Hejira

the corporate monster

an on display side project
March 5. 2000

ain't I cuteThis entry is part of an On Display side project, a kind of telephone round robin where we would write an entry inspired by the entry written by the person before us. I am following Cameron's excellent entry, which touched on many things I've been thinking about lately. Since she's an artist too, this is kind of a no-brainer (at least, it should have been).

The thing that caught my attention in her entry was when she complained to her mother about wanting a normal, 9-5 job that had a steady salary. I really identified with this desire, because it's something that I've been struggling with these past few months.

Do you choose comfort and possible mental stagnation, or do you choose the eternal mental and financial struggle of being an artist? My experience of being a working artist is nil, I haven't needed to support myself yet, but I'm sure that's going to be a whole new set of challenges in itself. But even as I am now, a freshman in art school, my desires and expectations for myself as an artist, and how I've often failed to meet them, have nearly torn me apart on several occasions, so much so that I've considered just leaving them behind.

When I was tangling with the idea of transferring schools a couple months ago, I had also considered changing my major as well. Coming off my first semester and a 2.61 GPA didn't make me too enthused to get right back in there and make art. Maybe everyone is wrong about me. Maybe I'm not cut out for this art thing. I could be a web designer, maybe, or learn programming or something. I could have a nice, cushy, 9-5 job in NYC, bring home a regular paycheck, wear pantyhose and attend motivational meetings as per company policy.

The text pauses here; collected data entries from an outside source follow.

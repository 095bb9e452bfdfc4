//! Time source for stamping records and checking challenge freshness.

use std::sync::atomic::{AtomicI64, Ordering};
use std::time::{SystemTime, UNIX_EPOCH};

/// Supplies the current time in Unix seconds.
pub trait Clock: Send + Sync {
    fn now_secs(&self) -> i64;
}

/// Wall-clock time.
#[derive(Debug, Clone, Copy, Default)]
pub struct SystemClock;

impl Clock for SystemClock {
    fn now_secs(&self) -> i64 {
        // A clock set before 1970 reads as the epoch.
        SystemTime::now()
            .duration_since(UNIX_EPOCH)
            .map(|d| d.as_secs() as i64)
            .unwrap_or(0)
    }
}

/// A clock that only moves when told to.
#[derive(Debug, Default)]
pub struct ManualClock {
    now: AtomicI64,
}

impl ManualClock {
    pub fn new(now: i64) -> Self {
        Self {
            now: AtomicI64::new(now),
        }
    }

    pub fn set(&self, now: i64) {
        self.now.store(now, Ordering::SeqCst);
    }

    pub fn advance(&self, secs: i64) {
        self.now.fetch_add(secs, Ordering::SeqCst);
    }
}

impl Clock for ManualClock {
    fn now_secs(&self) -> i64 {
        self.now.load(Ordering::SeqCst)
    }
}
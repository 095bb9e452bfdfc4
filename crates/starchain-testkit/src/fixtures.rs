//! Test fixtures and helpers.
//!
//! Common setup code for integration tests.

use std::sync::Arc;

use starchain::{Ed25519Verifier, Ledger, LedgerConfig, ManualClock, Record, Result};
use starchain_core::{Address, Keypair, Star};

/// A fixed instant used as "now" by clock-driven tests.
pub const T0: i64 = 1_700_000_000;

/// A wallet that can answer ownership challenges.
#[derive(Debug, Clone)]
pub struct TestWallet {
    pub keypair: Keypair,
}

impl TestWallet {
    /// Create a wallet with a random keypair.
    pub fn new() -> Self {
        Self {
            keypair: Keypair::generate(),
        }
    }

    /// Create a wallet with a deterministic keypair.
    pub fn from_seed(seed: [u8; 32]) -> Self {
        Self {
            keypair: Keypair::from_seed(&seed),
        }
    }

    pub fn address(&self) -> Address {
        Address::from_public_key(&self.keypair.public_key())
    }

    /// Sign a challenge message, returning the hex signature the ledger's
    /// Ed25519 verifier expects.
    pub fn sign_challenge(&self, message: &str) -> String {
        self.keypair.sign(message.as_bytes()).to_hex()
    }

    /// Run the whole flow: request a challenge, sign it, submit `star`.
    pub async fn register(&self, ledger: &Ledger, star: &Star) -> Result<Record> {
        let address = self.address();
        let message = ledger.request_challenge(&address);
        let signature = self.sign_challenge(&message);
        ledger
            .submit_record(&address, &message, &signature, star)
            .await
    }
}

impl Default for TestWallet {
    fn default() -> Self {
        Self::new()
    }
}

/// A ledger with the default configuration on a manual clock set to `now`.
pub async fn ledger_at(now: i64) -> (Ledger, Arc<ManualClock>) {
    ledger_with_config(now, LedgerConfig::default()).await
}

/// A ledger with `config` on a manual clock set to `now`.
pub async fn ledger_with_config(now: i64, config: LedgerConfig) -> (Ledger, Arc<ManualClock>) {
    let clock = Arc::new(ManualClock::new(now));
    match Ledger::with_clock(Ed25519Verifier, config, clock.clone()).await {
        Ok(ledger) => (ledger, clock),
        Err(e) => panic!("test ledger failed to initialize: {}", e),
    }
}

/// A valid star whose story identifies it.
pub fn sample_star(story: &str) -> Star {
    Star::new("68° 52' 56.9", "16h 29m 1.0s", story)
}

/// Several wallets with distinct deterministic keys.
pub fn wallets(n: u8) -> Vec<TestWallet> {
    (0..n).map(|i| TestWallet::from_seed([i + 1; 32])).collect()
}
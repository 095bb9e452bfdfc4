//! # Starchain Testkit
//!
//! Testing utilities for Starchain.
//!
//! ## Overview
//!
//! This crate provides:
//!
//! - **Fixtures**: wallets that answer ownership challenges and ledgers on a
//!   manual clock
//! - **Generators**: proptest strategies for stars, addresses and payloads
//!
//! ## Test Fixtures
//!
//! ```rust
//! use starchain_testkit::fixtures::TestWallet;
//!
//! let wallet = TestWallet::from_seed([0x01; 32]);
//! let message = format!("{}:1700000000:starRegistry", wallet.address());
//! let signature = wallet.sign_challenge(&message);
//! assert_eq!(signature.len(), 128);
//! ```
//!
//! ## Property Testing
//!
//! ```rust,ignore
//! use proptest::prelude::*;
//! use starchain_testkit::generators::star;
//!
//! proptest! {
//!     #[test]
//!     fn stars_validate(s in star()) {
//!         prop_assert!(s.validate().is_ok());
//!     }
//! }
//! ```

pub mod fixtures;
pub mod generators;

pub use fixtures::{ledger_at, ledger_with_config, sample_star, wallets, TestWallet, T0};
pub use generators::{address, json_payload, star, wallet};
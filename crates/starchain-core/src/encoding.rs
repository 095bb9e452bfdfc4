//! Payload encoding: hex of JSON.
//!
//! Bodies are stored as lowercase hex of the payload's JSON serialization, so
//! the chain only ever sees a transport-safe string.

use serde::de::DeserializeOwned;
use serde::Serialize;

use crate::error::{CoreError, Result};

/// Encode a payload into the opaque body representation.
pub fn encode_body<T: Serialize + ?Sized>(payload: &T) -> Result<String> {
    let json = serde_json::to_vec(payload).map_err(|e| CoreError::Encoding(e.to_string()))?;
    Ok(hex::encode(json))
}

/// Decode a body produced by [`encode_body`].
pub fn decode_body<T: DeserializeOwned>(body: &str) -> Result<T> {
    let json = hex::decode(body).map_err(|e| CoreError::Decoding(e.to_string()))?;
    serde_json::from_slice(&json).map_err(|e| CoreError::Decoding(e.to_string()))
}
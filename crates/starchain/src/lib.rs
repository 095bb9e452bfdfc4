//! # Starchain
//!
//! An in-memory, append-only chain of records with an ownership gate in
//! front of writes.
//!
//! ## Overview
//!
//! - **Ledger**: owns the chain, creates genesis, appends and validates
//! - **Challenge**: a time-stamped message a caller signs to prove they
//!   control an address
//! - **Admission**: a signed challenge that is still fresh lets the caller
//!   append a star owned by that address
//!
//! ## Usage
//!
//! ```rust,no_run
//! use starchain::{Address, Ed25519Verifier, Keypair, Ledger, LedgerConfig, Star};
//!
//! async fn example() -> starchain::Result<()> {
//!     let ledger = Ledger::new(Ed25519Verifier, LedgerConfig::default()).await?;
//!
//!     let wallet = Keypair::generate();
//!     let address = Address::from_public_key(&wallet.public_key());
//!
//!     let message = ledger.request_challenge(&address);
//!     let signature = wallet.sign(message.as_bytes()).to_hex();
//!
//!     let star = Star::new("68° 52' 56.9", "16h 29m 1.0s", "first light");
//!     ledger.submit_record(&address, &message, &signature, &star).await?;
//!
//!     let stars: Vec<Star> = ledger.payloads_by_owner(&address).await?;
//!     assert_eq!(stars.len(), 1);
//!     Ok(())
//! }
//! ```
//!
//! ## Re-exports
//!
//! - `starchain::core` - Core primitives (Record, Fingerprint, etc.)

pub mod challenge;
pub mod clock;
pub mod config;
pub mod error;
pub mod ledger;
pub mod verifier;

pub use starchain_core as core;

pub use challenge::{Challenge, CHALLENGE_DELIMITER};
pub use clock::{Clock, ManualClock, SystemClock};
pub use config::LedgerConfig;
pub use error::{DenialReason, LedgerError, Result};
pub use ledger::{Ledger, OwnedPayload};
pub use verifier::{Ed25519Verifier, SignatureVerifier};

pub use starchain_core::{
    Address, ChainReport, Ed25519PublicKey, Ed25519Signature, Fingerprint, Keypair, Payload,
    Record, RecordOutcome, Star,
};
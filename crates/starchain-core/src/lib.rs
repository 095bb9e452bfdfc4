//! # Starchain Core
//!
//! Pure primitives for Starchain: records, fingerprints, and canonicalization.
//!
//! This crate contains no I/O, no locking, no clocks. It is pure computation
//! over the data structures the ledger links together.
//!
//! ## Key Types
//!
//! - [`Record`] - One entry of the chain: encoded body plus linkage
//! - [`Fingerprint`] - Content digest of a record (Blake3)
//! - [`Address`] - The owner identity a caller proves control of
//! - [`Star`] - The application payload the registry stores
//!
//! ## Canonicalization
//!
//! Fingerprints are computed over deterministic CBOR. See [`canonical`] module.

pub mod canonical;
pub mod crypto;
pub mod encoding;
pub mod error;
pub mod record;
pub mod star;
pub mod types;
pub mod validation;

pub use canonical::canonical_record_bytes;
pub use crypto::{Ed25519PublicKey, Ed25519Signature, Keypair};
pub use encoding::{decode_body, encode_body};
pub use error::{CoreError, Result, ValidationError};
pub use record::{Record, GENESIS_PAYLOAD};
pub use star::{Payload, Star};
pub use types::{Address, Fingerprint};
pub use validation::{validate_record, ChainReport, RecordOutcome};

I saw the bleak future I could take in exchange for some financial peace of mind. Not that I'm putting down those kind of jobs, because many of my friends have or will have jobs of that type, but I realized I just couldn't do it. I've figured out a long time ago that I am good at doing things, hands-on, rather than sitting down at a desk and talking about abstract things. Is it any wonder I loathe my one academic class? Once I got a taste of doing things, I never wanted to go back.

Daniella, one of my professors, and I were discussing my courses last week, and I mentioned both of my parents are art teachers. She said, "Well, you're going to get your teaching certification then, right?", to which I replied no. I don't want to do that, despite the benefits and advantages. I've seen what my parents have given up in order to have a steady job and income, and while I admire them for it, I don't know if I could do that myself. Neither of them really do any of their own work anymore, especially my mother, which saddens me, because some of the work they made in college was pretty amazing. But I understand the sacrifice they had to make in order to have a family. I just don't think I could do that myself.

The corporate monster has gotten more pervasive than ever lately, with the advent of the internet, and 25 year old overnight multi millionaires. Everyone wants a piece of that prize. Hell, I want a piece of that prize. I flip through Newsweek, see people ten years older than me with six figure salaries and big houses and yachts. Sure, I want to be them. Are they happy? Who knows? If they are, more power to them. But I know now that I could never be happy living a life like that, no matter what the financial benefits are. As strange as it is for me to write this, I prefer dirt under my fingernails. I want that daily mental torture of will I ever be good enough for me. I want those occasional bursts of incredible inspiration or brilliance that makes it all worthwhile.